What the task requires:
The required output is the exact run of lines below that opens at the line with "pub struct Ticket" and closes at the line with "init_tracing();".

· · · ·

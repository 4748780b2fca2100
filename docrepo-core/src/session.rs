//! Session and transaction handles.
//!
//! A [`SessionHandle`] is an opaque, cloneable reference to a backend session.
//! Backends recover their concrete session type through
//! [`BackendSession::as_any_mut`].

use std::{any::Any, fmt, sync::Arc, time::Duration};

use bson::Uuid;
use mea::mutex::{Mutex, MutexGuard};

/// Options applied when a session is started.
#[derive(Debug, Clone, Default, PartialEq, Eq)]
pub struct SessionOptions {
    /// Reads observe the session's own earlier writes.
    pub causal_consistency: Option<bool>,
}

/// Options applied when a transaction is started on a session.
#[derive(Debug, Clone, Default, PartialEq, Eq)]
pub struct TransactionOptions {
    /// Require acknowledgement from a majority of replicas on commit.
    pub majority_write: bool,
    /// Upper bound for the commit itself.
    pub max_commit_time: Option<Duration>,
}

/// Backend-specific session state.
pub trait BackendSession: Any + Send + Sync + fmt::Debug {
    fn as_any(&self) -> &dyn Any;
    fn as_any_mut(&mut self) -> &mut dyn Any;
}

/// Cloneable reference to an in-flight session.
#[derive(Clone)]
pub struct SessionHandle {
    id: Uuid,
    inner: Arc<Mutex<Box<dyn BackendSession>>>,
}

impl SessionHandle {
    pub fn new(session: Box<dyn BackendSession>) -> Self {
        Self {
            id: Uuid::new(),
            inner: Arc::new(Mutex::new(session)),
        }
    }

    /// Identity shared by every clone of this handle.
    pub fn id(&self) -> Uuid {
        self.id
    }

    /// Locks the backend session for the duration of one operation.
    pub async fn lock(&self) -> MutexGuard<'_, Box<dyn BackendSession>> {
        self.inner.lock().await
    }
}

impl fmt::Debug for SessionHandle {
    fn fmt(&self, f: &mut fmt::Formatter<'_>) -> fmt::Result {
        f.debug_struct("SessionHandle").field("id", &self.id).finish()
    }
}

impl PartialEq for SessionHandle {
    fn eq(&self, other: &Self) -> bool {
        self.id == other.id
    }
}
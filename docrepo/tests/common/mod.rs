#![allow(dead_code)]

use std::sync::Arc;

use docrepo::{memory::InMemoryStore, prelude::*};
use serde::{Deserialize, Serialize};

#[derive(Debug, Clone, PartialEq, Serialize, Deserialize, Entity)]
pub struct Customer {
    pub id: i64,
    pub name: String,
    pub age: i32,
    #[serde(default)]
    pub tags: Vec<String>,
}

impl Customer {
    pub fn new(name: &str, age: i32) -> Self {
        Self { id: 0, name: name.to_string(), age, tags: Vec::new() }
    }
}

#[derive(Debug, Clone, PartialEq, Serialize, Deserialize, Entity)]
#[entity(collection = "purchase_orders")]
pub struct Order {
    #[entity(id)]
    pub number: String,
    pub customer_id: i64,
    pub total: i32,
}

#[derive(Debug, Clone, PartialEq, Serialize, Deserialize, Entity)]
pub struct Ticket {
    pub id: bson::Uuid,
    pub title: String,
}

pub fn init_tracing() {
    let _ = tracing_subscriber::fmt()
        .with_test_writer()
        .with_max_level(tracing_subscriber::filter::LevelFilter::DEBUG)
        .try_init();
}

/// A context over a fresh store with its own name resolver.
pub fn context() -> DocumentContext<InMemoryStore> {
    init_tracing();

    DocumentContext::new(InMemoryStore::new())
        .with_resolver(Arc::new(CollectionNameResolver::new(NamingConvention::default())))
}
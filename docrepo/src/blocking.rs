//! Blocking access to the async API.
//!
//! [`BlockingRuntime`] owns a current-thread Tokio runtime and drives any
//! docrepo future to completion on the calling thread.
//!
//! ```ignore
//! use docrepo::{blocking::BlockingRuntime, prelude::*, memory::InMemoryStore};
//!
//! let runtime = BlockingRuntime::new()?;
//! let context = DocumentContext::new(InMemoryStore::new());
//! let mut users = context.repository::<User>()?;
//!
//! runtime.block_on(users.add(&mut alice))?;
//! let count = runtime.block_on(users.count(Filter::all()))?;
//! ```
//!
//! Do not call [`BlockingRuntime::block_on`] from inside another async
//! runtime; Tokio panics when a runtime is started from a runtime thread.

use tokio::runtime::{Builder, Runtime};

use docrepo_core::error::{DocumentStoreError, DocumentStoreResult};

#[derive(Debug)]
pub struct BlockingRuntime {
    runtime: Runtime,
}

impl BlockingRuntime {
    pub fn new() -> DocumentStoreResult<Self> {
        let runtime = Builder::new_current_thread()
            .enable_all()
            .build()
            .map_err(|e| DocumentStoreError::Initialization(e.to_string()))?;

        Ok(Self { runtime })
    }

    /// Runs `future` to completion on the current thread.
    pub fn block_on<F: Future>(&self, future: F) -> F::Output {
        self.runtime.block_on(future)
    }
}
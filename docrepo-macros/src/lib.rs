//! Procedural macros for the docrepo project.
//!
//! This crate provides compile-time code generation for the docrepo framework,
//! currently the `Entity` derive.

#[allow(unused_extern_crates)]
extern crate self as docrepo_macros;

use proc_macro::TokenStream;
use quote::quote;
use syn::{parse_macro_input, Data, DeriveInput, Field, Fields, LitStr};

/// Derives `docrepo::document::Entity` for a struct with named fields.
///
/// The identifier is the field marked `#[entity(id)]`, or the field named
/// `id`. `#[entity(collection = "...")]` on the struct overrides the
/// resolved collection name.
///
/// ```ignore
/// #[derive(Debug, Clone, Serialize, Deserialize, Entity)]
/// #[entity(collection = "people")]
/// pub struct Person {
///     #[entity(id)]
///     pub key: String,
///     pub name: String,
/// }
/// ```
#[proc_macro_derive(Entity, attributes(entity))]
pub fn derive_entity(input: TokenStream) -> TokenStream {
    let input = parse_macro_input!(input as DeriveInput);

    expand_entity(&input)
        .unwrap_or_else(syn::Error::into_compile_error)
        .into()
}

fn expand_entity(input: &DeriveInput) -> syn::Result<proc_macro2::TokenStream> {
    let name = &input.ident;
    let (impl_generics, ty_generics, where_clause) = input.generics.split_for_impl();

    let collection = collection_override(input)?;
    let id_field = id_field(input)?;
    let id_ident = &id_field.ident;
    let id_type = &id_field.ty;

    let collection_fn = collection.map(|collection| {
        quote! {
            fn collection_name() -> ::std::option::Option<&'static str> {
                ::std::option::Option::Some(#collection)
            }
        }
    });

    Ok(quote! {
        impl #impl_generics ::docrepo::document::Entity for #name #ty_generics #where_clause {
            type Key = #id_type;

            fn id(&self) -> &Self::Key {
                &self.#id_ident
            }

            fn set_id(&mut self, id: Self::Key) {
                self.#id_ident = id;
            }

            #collection_fn
        }
    })
}

fn collection_override(input: &DeriveInput) -> syn::Result<Option<LitStr>> {
    let mut collection = None;

    for attr in input.attrs.iter().filter(|attr| attr.path().is_ident("entity")) {
        attr.parse_nested_meta(|meta| {
            if meta.path.is_ident("collection") {
                let value: LitStr = meta.value()?.parse()?;
                if value.value().trim().is_empty() {
                    return Err(syn::Error::new_spanned(&value, "collection name must not be blank"));
                }
                collection = Some(value);
                Ok(())
            } else {
                Err(meta.error("unsupported entity attribute, expected `collection`"))
            }
        })?;
    }

    Ok(collection)
}

fn id_field(input: &DeriveInput) -> syn::Result<&Field> {
    let Data::Struct(data) = &input.data else {
        return Err(syn::Error::new_spanned(&input.ident, "Entity can only be derived for structs"));
    };
    let Fields::Named(fields) = &data.fields else {
        return Err(syn::Error::new_spanned(&input.ident, "Entity requires named fields"));
    };

    let mut marked = Vec::new();
    for field in &fields.named {
        for attr in field.attrs.iter().filter(|attr| attr.path().is_ident("entity")) {
            attr.parse_nested_meta(|meta| {
                if meta.path.is_ident("id") {
                    marked.push(field);
                    Ok(())
                } else {
                    Err(meta.error("unsupported entity field attribute, expected `id`"))
                }
            })?;
        }
    }

    match marked.as_slice() {
        [field] => Ok(*field),
        [] => fields
            .named
            .iter()
            .find(|field| field.ident.as_ref().is_some_and(|ident| ident == "id"))
            .ok_or_else(|| {
                syn::Error::new_spanned(
                    &input.ident,
                    "no identifier field: add a field named `id` or mark one with #[entity(id)]",
                )
            }),
        [_, second, ..] => Err(syn::Error::new_spanned(second, "only one field can be marked #[entity(id)]")),
    }
}
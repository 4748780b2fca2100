//! Write models submitted to a backend as one multi-operation write.

use bson::Bson;

use crate::{query::Expr, update::UpdateDoc};

/// A single operation inside a multi-operation write.
#[derive(Debug, Clone)]
pub enum WriteOp {
    /// Inserts a new document with the given store identifier.
    InsertOne { id: Bson, document: Bson },
    /// Replaces the first document matching `filter`.
    ReplaceOne { filter: Expr, id: Bson, document: Bson, upsert: bool },
    /// Applies `update` to the first document matching `filter`.
    UpdateOne { filter: Expr, update: UpdateDoc },
    /// Applies `update` to every document matching `filter`.
    UpdateMany { filter: Expr, update: UpdateDoc },
    /// Deletes the first document matching `filter`.
    DeleteOne { filter: Expr },
    /// Deletes every document matching `filter`.
    DeleteMany { filter: Expr },
}

impl WriteOp {
    pub fn name(&self) -> &'static str {
        match self {
            WriteOp::InsertOne { .. } => "insert_one",
            WriteOp::ReplaceOne { .. } => "replace_one",
            WriteOp::UpdateOne { .. } => "update_one",
            WriteOp::UpdateMany { .. } => "update_many",
            WriteOp::DeleteOne { .. } => "delete_one",
            WriteOp::DeleteMany { .. } => "delete_many",
        }
    }
}

/// Options for a multi-operation write.
#[derive(Debug, Clone, Copy, PartialEq, Eq)]
pub struct BulkWriteOptions {
    /// Stop at the first failing operation. When `false`, every operation is
    /// attempted and all failures are reported together.
    pub ordered: bool,
}

impl Default for BulkWriteOptions {
    fn default() -> Self {
        Self { ordered: true }
    }
}

impl BulkWriteOptions {
    pub fn unordered() -> Self {
        Self { ordered: false }
    }
}

/// Outcome counters of a write.
#[derive(Debug, Clone, Copy, Default, PartialEq, Eq)]
pub struct WriteResult {
    /// Whether the store acknowledged the write. Counters are meaningless
    /// when this is `false`.
    pub acknowledged: bool,
    pub inserted: u64,
    /// Documents selected by update and replace filters.
    pub matched: u64,
    /// Matched documents whose content actually changed.
    pub modified: u64,
    pub deleted: u64,
    /// Replacements that inserted because nothing matched.
    pub upserted: u64,
}

impl WriteResult {
    pub fn acknowledged() -> Self {
        Self { acknowledged: true, ..Self::default() }
    }

    /// Adds the counters of `other`; acknowledgement holds only if both did.
    pub fn merge(&mut self, other: WriteResult) {
        self.acknowledged &= other.acknowledged;
        self.inserted += other.inserted;
        self.matched += other.matched;
        self.modified += other.modified;
        self.deleted += other.deleted;
        self.upserted += other.upserted;
    }
}

#[cfg(test)]
mod tests {
    use super::*;

    #[test]
    fn merge_sums_counters() {
        let mut total = WriteResult::acknowledged();
        total.merge(WriteResult { inserted: 2, ..WriteResult::acknowledged() });
        total.merge(WriteResult { matched: 3, modified: 1, deleted: 4, ..WriteResult::acknowledged() });

        assert_eq!(
            total,
            WriteResult { acknowledged: true, inserted: 2, matched: 3, modified: 1, deleted: 4, upserted: 0 }
        );
    }

    #[test]
    fn merge_with_unacknowledged_write_is_unacknowledged() {
        let mut total = WriteResult::acknowledged();
        total.merge(WriteResult { upserted: 1, ..WriteResult::default() });

        assert!(!total.acknowledged);
        assert_eq!(total.upserted, 1);
    }
}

· · · ·

The completed task:
pub struct Ticket {
    pub id: bson::Uuid,
    pub title: String,
}

pub fn init_tracing() {
    let _ = tracing_subscriber::fmt()
        .with_test_writer()
        .with_max_level(tracing_subscriber::filter::LevelFilter::DEBUG)
        .try_init();
}

/// A context over a fresh store with its own name resolver.
pub fn context() -> DocumentContext<InMemoryStore> {
    init_tracing();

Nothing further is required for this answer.